In this new wave of layoffs, justified by Adorni with the need to “reduce costs,” the chainsaw came down most of all on precarious workers, but not even those who had a permanent contract were spared, nor were employees in protected categories, such as cancer patients or people with disabilities. In the government’s parlance, all of them are reduced to members of “the caste.”

This is Argentina in the Milei era, and everything indicates that this is only a foretaste of things to come. Because even those public employees who kept their jobs have had their contracts extended by just three months. Given Milei’s expressed wish for 70,000 layoffs, there is little hope that come June the nightmare will not be repeated for another 50,000 state workers, who will live the next 90 days with this sword of Damocles hanging above their heads.
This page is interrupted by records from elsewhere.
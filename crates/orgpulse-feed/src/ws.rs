use crate::channel::{ChannelConnector, ChannelFrame, ChannelLink};
use futures_util::StreamExt;
use orgpulse_core::FeedError;
use std::time::Duration;
use tokio::net::TcpStream;
use tokio_tungstenite::tungstenite::Message;
use tokio_tungstenite::{connect_async, MaybeTlsStream, WebSocketStream};
use tracing::{debug, trace};
use url::Url;

const HANDSHAKE_TIMEOUT_SECS: u64 = 10;

/// Opens the push channel over a websocket.
#[derive(Debug, Clone)]
pub struct WsConnector {
    handshake_timeout: Duration,
}

impl WsConnector {
    pub fn new(handshake_timeout: Duration) -> Self {
        Self { handshake_timeout }
    }
}

impl Default for WsConnector {
    fn default() -> Self {
        Self::new(Duration::from_secs(HANDSHAKE_TIMEOUT_SECS))
    }
}

impl ChannelConnector for WsConnector {
    type Link = WsLink;

    async fn open(&self, url: Url) -> Result<WsLink, FeedError> {
        let handshake = tokio::time::timeout(self.handshake_timeout, connect_async(url.as_str()));
        let (stream, response) = match handshake.await {
            Ok(Ok(connected)) => connected,
            Ok(Err(err)) => return Err(FeedError::Transport(format!("handshake failed: {err}"))),
            Err(_) => return Err(FeedError::Transport("handshake timed out".to_string())),
        };
        debug!(status = response.status().as_u16(), "ws_handshake_complete");
        Ok(WsLink { stream })
    }
}

pub struct WsLink {
    stream: WebSocketStream<MaybeTlsStream<TcpStream>>,
}

impl ChannelLink for WsLink {
    async fn next_frame(&mut self) -> Option<Result<ChannelFrame, FeedError>> {
        loop {
            let message = match self.stream.next().await? {
                Ok(message) => message,
                Err(err) => return Some(Err(FeedError::Transport(err.to_string()))),
            };
            let frame = match message {
                Message::Text(text) => ChannelFrame::Text(text),
                Message::Binary(bytes) => ChannelFrame::Binary(bytes),
                Message::Close(frame) => ChannelFrame::Close(frame.map(|close| close.reason.to_string())),
                Message::Ping(_) | Message::Pong(_) | Message::Frame(_) => {
                    trace!("ws_control_frame");
                    continue;
                }
            };
            return Some(Ok(frame));
        }
    }

    async fn close(&mut self) {
        if let Err(err) = self.stream.close(None).await {
            debug!("ws_close_error: {err}");
        }
    }
}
Obviously, this is unless someone manages to stop the president, against whom the UPCN (Unión del Personal Civil de la Nación – National Union of Civil Personnel) has already announced a class action: “Through these arbitrary and discriminatory acts, the rights enshrined in Article 14a of the Constitution, according to which public employees are subject to preferential protection, with the guarantee of employment stability, are being violated,” said Secretary General Andrés Rodríguez.

At the moment, the response by state workers has been to call for a united strike on Friday, with a mobilization in front of the Ministry of Economy. But it is clear that quite other forms of struggle seem to be needed in the country if it doesn’t want to be cut to pieces by Milei’s chainsaw.